- _EXERCISE GOAL_:
Reproduce only the lines from the line containing "Ok(raw) => match" to the end of the entries below, including both of those lines.

- _EXERCISE INPUT_:

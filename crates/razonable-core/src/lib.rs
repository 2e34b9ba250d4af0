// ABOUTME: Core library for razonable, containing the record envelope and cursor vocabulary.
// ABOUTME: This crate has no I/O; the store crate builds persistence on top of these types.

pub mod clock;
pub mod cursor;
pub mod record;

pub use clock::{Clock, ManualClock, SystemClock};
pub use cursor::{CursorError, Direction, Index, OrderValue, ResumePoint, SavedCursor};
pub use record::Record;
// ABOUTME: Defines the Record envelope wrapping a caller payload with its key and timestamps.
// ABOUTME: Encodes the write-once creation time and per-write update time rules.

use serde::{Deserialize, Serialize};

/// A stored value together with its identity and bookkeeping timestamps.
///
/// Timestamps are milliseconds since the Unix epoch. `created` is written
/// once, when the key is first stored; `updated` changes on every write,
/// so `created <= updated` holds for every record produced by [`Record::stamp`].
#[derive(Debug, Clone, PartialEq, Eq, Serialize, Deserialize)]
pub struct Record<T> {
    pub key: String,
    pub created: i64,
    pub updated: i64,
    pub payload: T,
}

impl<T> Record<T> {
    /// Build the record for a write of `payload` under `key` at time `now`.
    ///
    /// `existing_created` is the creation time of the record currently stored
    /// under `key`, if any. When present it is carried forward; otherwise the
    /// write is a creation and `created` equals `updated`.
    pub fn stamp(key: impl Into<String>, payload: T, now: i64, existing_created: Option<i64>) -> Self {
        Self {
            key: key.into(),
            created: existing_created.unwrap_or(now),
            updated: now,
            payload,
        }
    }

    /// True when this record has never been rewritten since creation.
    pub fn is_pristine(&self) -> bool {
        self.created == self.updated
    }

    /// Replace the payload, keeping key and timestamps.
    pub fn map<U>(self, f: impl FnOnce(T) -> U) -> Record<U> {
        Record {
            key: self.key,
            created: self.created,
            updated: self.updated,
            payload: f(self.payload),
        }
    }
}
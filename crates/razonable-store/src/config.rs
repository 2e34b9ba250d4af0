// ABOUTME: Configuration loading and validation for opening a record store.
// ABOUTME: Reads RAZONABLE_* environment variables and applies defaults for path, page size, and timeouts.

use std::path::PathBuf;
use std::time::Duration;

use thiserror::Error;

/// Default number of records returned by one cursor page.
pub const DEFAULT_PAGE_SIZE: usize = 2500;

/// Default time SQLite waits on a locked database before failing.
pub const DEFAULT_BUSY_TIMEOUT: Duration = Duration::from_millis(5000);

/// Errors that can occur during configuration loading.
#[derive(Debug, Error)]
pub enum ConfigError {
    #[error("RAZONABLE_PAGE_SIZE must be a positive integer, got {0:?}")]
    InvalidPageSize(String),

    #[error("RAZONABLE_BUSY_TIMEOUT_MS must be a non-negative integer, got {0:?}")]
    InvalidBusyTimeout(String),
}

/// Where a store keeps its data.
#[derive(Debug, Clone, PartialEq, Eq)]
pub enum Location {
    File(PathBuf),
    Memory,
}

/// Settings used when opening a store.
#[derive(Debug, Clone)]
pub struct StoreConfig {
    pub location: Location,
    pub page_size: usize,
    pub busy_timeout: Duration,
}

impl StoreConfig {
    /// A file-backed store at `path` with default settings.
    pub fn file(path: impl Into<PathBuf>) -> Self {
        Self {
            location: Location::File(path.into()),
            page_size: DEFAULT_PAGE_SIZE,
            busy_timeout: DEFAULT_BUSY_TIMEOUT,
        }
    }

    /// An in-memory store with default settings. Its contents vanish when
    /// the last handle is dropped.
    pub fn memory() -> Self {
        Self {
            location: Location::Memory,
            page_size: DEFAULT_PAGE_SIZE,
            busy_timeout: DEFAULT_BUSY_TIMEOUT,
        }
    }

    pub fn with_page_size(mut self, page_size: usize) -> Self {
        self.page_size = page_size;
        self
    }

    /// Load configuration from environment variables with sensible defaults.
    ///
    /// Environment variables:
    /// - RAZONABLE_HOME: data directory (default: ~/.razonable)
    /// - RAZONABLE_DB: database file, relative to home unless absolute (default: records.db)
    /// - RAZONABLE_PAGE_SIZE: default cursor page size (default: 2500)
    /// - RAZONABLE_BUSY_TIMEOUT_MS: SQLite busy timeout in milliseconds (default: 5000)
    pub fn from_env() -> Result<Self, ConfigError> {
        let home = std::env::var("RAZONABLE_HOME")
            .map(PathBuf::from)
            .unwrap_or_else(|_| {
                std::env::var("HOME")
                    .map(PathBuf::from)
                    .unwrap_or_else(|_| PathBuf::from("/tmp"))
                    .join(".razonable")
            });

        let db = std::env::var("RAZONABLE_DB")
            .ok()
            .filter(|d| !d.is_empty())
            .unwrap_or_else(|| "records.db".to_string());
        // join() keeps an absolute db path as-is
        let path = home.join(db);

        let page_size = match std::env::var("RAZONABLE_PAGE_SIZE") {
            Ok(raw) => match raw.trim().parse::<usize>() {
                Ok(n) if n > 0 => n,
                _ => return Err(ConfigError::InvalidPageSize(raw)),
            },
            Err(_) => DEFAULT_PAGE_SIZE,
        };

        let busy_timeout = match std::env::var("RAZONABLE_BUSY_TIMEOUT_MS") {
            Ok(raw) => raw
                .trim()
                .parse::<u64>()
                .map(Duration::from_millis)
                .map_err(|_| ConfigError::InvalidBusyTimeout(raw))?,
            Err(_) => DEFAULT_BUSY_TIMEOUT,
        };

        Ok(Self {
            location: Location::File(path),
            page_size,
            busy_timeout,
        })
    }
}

- _PROBLEM SOLUTION_:
            Ok(raw) => match raw.trim().parse::<usize>() {
                Ok(n) if n > 0 => n,
                _ => return Err(ConfigError::InvalidPageSize(raw)),
            },
            Err(_) => DEFAULT_PAGE_SIZE,
        };

        let busy_timeout = match std::env::var("RAZONABLE_BUSY_TIMEOUT_MS") {
            Ok(raw) => raw
                .trim()
                .parse::<u64>()
                .map(Duration::from_millis)
                .map_err(|_| ConfigError::InvalidBusyTimeout(raw))?,
            Err(_) => DEFAULT_BUSY_TIMEOUT,
        };

        Ok(Self {
            location: Location::File(path),
            page_size,
            busy_timeout,
        })
    }
}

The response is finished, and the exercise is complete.